LAVA does not preserve history of a device dictionary, it is recommended that the files used to create the dictionaries are kept under version control.

Viewing current device dictionary content

View the device in the UI and click the link to the device dictionary. The dictionary is displayed as Jinja2 by default. Click on “Rendered YAML” to see the full device configuration as it would be sent to the worker.

Updating a device dictionary

The populated dictionary now needs to be updated on the filesystem of the instance.

All operations to update a device dictionary need to be done by a superuser. The specified device must already exist in the database and be assigned to an active worker to run test jobs -

Using the command line

Most commonly, a device dictionary is updated by placing a new file onto the master, typically using configuration management tools like salt, puppet or ansible.

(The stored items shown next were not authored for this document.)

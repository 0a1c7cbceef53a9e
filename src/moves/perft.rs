//! Node-counting move-generator exerciser, grounded on the teacher's
//! `moves::perft` but trimmed to what the spec's testable properties need:
//! plain node counts and a `divide` breakdown by root move.

use super::movegen::{generate, GenMode};
use super::types::MoveList;
use crate::board::Position;
use tracing::instrument;

#[instrument(skip(pos), fields(depth))]
pub fn perft(pos: &mut Position, depth: u32) -> u64 {
    if depth == 0 {
        return 1;
    }
    let mut moves = MoveList::new();
    generate(pos, GenMode::Legal, &mut moves);

    if depth == 1 {
        return moves.len() as u64;
    }

    let mut nodes = 0;
    for mv in moves {
        pos.make(mv).expect("perft move generator produced an illegal move");
        nodes += perft(pos, depth - 1);
        pos.undo();
    }
    nodes
}

/// Per-root-move node counts, the standard way to localize a perft
/// mismatch to a single branch.
pub fn perft_divide(pos: &mut Position, depth: u32) -> Vec<(super::types::Move, u64)> {
    let mut moves = MoveList::new();
    generate(pos, GenMode::Legal, &mut moves);
    let mut out = Vec::with_capacity(moves.len());
    for mv in moves {
        pos.make(mv).expect("perft move generator produced an illegal move");
        let count = if depth == 0 { 1 } else { perft(pos, depth - 1) };
        pos.undo();
        out.push((mv, count));
    }
    out
}

#[cfg(test)]
mod tests {
    use super::*;

    fn start() -> Position {
        Position::from_fen("rnbqkbnr/pppppppp/8/8/8/8/PPPPPPPP/RNBQKBNR w KQkq - 0 1").unwrap()
    }

    #[test]
    fn perft_depth_1() {
        assert_eq!(perft(&mut start(), 1), 20);
    }

    #[test]
    fn perft_depth_2() {
        assert_eq!(perft(&mut start(), 2), 400);
    }

    #[test]
    fn perft_depth_3() {
        assert_eq!(perft(&mut start(), 3), 8_902);
    }

    #[test]
    fn perft_depth_4() {
        assert_eq!(perft(&mut start(), 4), 197_281);
    }
}
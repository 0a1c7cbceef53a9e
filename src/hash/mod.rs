pub mod zobrist;

pub use zobrist::zobrist_keys;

The device dictionary exists as a jinja2 file in /etc/lava-server/dispatcher-config/devices and can be updated by admins with the necessary access.

Using lavacli

$ lavacli -i <identity> devices dict get <hostname>

Other options when using get include:

  • field to only show the given sub-fields
  • --context CONTEXT to pass a job context for template rendering
  • --render to render the dictionary into a configuration (YAML).

Make changes within the Jinja2 child template syntax and then lavacli can be used to update a new device dictionary (replacing the previous device dictionary).

The filename and extension of the <device_dict_file> are completely arbitrary but you may find that your preferred editor has highlighting support for jinja2:

$ lavacli -i <identity> devices dict set <hostname> <device_dict_file>


Superusers can use import_device_dictionary to update a Jinja2 string for a specified Device hostname:

# Python3
import xmlrpc.client
username = "USERNAME"
token = "TOKEN_STRING"
hostname = "HOSTNAME"
protocol = "PROTOCOL"  # http or preferably https
server = xmlrpc.client.ServerProxy("%s://%s:%s@%s/RPC2" % (protocol, username, token, hostname))
server.scheduler.import_device_dictionary(device_hostname, jinja_string)

If the dictionary did not exist for this hostname, it will be created. The XML-RPC call will return:

Adding new device dictionary for black01

The dictionary is then updated. If the file is valid, the XML-RPC call will return:

Device dictionary updated for black01

Superusers can also export the existing jinja2 device information using export_device_dictionary for a known device hostname. This output can then be edited and used to update the device dictionary information.